Problem: Where a line below holds the string "derive", that line goes into the answer.

───

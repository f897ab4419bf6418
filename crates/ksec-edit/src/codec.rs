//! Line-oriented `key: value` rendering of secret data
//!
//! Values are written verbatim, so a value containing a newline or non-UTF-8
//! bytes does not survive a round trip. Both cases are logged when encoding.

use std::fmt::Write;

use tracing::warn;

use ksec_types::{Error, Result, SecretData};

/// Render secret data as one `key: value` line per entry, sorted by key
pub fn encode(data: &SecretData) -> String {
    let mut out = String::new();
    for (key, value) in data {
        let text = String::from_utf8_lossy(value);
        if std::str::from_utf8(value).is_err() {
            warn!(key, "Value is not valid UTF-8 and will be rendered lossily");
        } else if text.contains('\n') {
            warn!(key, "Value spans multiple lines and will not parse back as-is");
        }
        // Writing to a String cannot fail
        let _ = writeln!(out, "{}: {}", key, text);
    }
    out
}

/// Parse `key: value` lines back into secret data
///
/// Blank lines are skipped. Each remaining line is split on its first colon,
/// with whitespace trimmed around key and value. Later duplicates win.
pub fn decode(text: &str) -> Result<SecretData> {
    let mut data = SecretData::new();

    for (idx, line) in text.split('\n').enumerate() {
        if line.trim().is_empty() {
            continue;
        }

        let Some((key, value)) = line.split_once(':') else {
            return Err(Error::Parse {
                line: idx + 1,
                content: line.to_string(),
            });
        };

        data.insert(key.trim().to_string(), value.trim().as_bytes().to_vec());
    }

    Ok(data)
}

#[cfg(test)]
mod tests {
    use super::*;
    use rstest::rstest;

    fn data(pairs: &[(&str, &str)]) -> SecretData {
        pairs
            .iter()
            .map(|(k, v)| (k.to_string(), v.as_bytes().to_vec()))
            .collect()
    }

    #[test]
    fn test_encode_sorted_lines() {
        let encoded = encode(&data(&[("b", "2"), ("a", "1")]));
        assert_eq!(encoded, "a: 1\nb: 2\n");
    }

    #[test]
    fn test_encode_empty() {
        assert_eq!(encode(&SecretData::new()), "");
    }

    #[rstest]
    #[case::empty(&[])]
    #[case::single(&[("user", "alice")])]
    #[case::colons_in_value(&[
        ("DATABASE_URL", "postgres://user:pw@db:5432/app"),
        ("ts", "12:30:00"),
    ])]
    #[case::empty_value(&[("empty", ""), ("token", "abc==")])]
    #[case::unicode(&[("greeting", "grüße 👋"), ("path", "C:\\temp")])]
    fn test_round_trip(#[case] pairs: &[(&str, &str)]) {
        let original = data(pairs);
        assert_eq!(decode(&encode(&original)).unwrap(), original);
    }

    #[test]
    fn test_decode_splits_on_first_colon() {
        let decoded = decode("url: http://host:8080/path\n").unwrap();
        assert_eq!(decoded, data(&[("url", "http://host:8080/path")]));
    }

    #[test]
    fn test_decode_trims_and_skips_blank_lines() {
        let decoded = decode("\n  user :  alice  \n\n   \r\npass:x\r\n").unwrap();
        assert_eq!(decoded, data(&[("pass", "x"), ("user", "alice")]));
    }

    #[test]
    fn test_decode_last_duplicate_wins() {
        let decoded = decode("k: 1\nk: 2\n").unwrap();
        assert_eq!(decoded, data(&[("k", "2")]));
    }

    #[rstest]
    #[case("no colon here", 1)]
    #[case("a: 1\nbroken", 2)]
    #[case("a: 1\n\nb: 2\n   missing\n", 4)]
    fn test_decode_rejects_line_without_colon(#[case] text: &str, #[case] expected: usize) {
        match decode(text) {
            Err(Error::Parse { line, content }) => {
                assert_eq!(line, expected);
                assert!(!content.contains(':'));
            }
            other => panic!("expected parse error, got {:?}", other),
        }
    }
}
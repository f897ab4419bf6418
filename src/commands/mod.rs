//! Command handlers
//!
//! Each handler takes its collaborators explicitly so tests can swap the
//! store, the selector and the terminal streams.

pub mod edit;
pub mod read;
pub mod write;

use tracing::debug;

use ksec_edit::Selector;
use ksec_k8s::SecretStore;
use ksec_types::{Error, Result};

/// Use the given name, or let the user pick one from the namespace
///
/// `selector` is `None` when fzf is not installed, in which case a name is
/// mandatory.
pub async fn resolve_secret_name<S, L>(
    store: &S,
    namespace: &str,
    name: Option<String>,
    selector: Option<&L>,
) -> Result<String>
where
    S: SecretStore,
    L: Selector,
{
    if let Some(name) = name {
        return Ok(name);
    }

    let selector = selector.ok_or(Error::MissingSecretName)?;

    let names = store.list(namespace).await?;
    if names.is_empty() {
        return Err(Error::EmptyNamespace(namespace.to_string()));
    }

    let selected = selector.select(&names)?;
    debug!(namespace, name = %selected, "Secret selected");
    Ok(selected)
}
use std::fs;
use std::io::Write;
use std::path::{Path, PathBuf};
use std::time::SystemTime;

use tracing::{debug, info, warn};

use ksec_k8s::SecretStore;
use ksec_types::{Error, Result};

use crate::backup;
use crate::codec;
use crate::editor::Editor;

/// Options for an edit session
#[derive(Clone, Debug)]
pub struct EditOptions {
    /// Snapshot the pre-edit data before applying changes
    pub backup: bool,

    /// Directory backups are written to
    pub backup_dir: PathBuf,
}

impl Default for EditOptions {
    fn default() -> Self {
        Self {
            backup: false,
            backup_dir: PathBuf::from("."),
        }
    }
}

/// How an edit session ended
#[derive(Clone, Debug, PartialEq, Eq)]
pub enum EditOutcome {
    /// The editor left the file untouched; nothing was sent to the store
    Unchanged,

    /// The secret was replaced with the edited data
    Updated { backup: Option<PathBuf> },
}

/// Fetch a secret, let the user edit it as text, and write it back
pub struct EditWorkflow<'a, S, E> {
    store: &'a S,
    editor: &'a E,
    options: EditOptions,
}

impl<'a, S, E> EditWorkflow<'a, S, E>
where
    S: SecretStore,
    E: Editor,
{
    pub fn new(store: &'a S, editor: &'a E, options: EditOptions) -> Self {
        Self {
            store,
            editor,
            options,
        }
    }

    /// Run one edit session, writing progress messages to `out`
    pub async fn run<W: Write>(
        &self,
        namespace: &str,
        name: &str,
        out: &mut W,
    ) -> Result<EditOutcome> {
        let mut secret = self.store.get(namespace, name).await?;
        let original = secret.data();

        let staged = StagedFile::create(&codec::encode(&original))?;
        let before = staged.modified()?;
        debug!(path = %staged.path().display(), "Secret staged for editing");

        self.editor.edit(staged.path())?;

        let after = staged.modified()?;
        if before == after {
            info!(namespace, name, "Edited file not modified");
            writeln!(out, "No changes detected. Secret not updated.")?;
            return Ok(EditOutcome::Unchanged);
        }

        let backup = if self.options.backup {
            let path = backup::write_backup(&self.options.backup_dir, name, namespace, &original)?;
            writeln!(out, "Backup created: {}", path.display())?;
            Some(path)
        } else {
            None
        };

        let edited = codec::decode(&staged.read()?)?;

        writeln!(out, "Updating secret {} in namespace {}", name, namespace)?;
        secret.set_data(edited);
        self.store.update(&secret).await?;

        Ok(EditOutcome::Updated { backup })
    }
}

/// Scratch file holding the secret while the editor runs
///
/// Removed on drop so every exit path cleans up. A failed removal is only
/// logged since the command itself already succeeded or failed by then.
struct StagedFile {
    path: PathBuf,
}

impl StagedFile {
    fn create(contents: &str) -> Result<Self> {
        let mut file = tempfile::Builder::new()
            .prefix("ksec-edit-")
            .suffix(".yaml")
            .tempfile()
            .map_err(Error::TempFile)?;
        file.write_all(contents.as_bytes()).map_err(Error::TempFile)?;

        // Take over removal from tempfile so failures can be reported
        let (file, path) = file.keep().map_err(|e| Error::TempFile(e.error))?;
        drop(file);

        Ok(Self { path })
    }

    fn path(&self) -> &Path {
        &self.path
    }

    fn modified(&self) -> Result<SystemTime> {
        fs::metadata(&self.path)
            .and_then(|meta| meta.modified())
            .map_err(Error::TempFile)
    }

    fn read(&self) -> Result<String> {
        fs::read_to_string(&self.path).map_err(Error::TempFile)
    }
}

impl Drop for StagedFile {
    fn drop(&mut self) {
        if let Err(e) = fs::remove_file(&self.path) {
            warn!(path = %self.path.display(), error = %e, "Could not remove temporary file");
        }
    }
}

───

Task answer:
#[derive(Clone, Debug)]
#[derive(Clone, Debug, PartialEq, Eq)]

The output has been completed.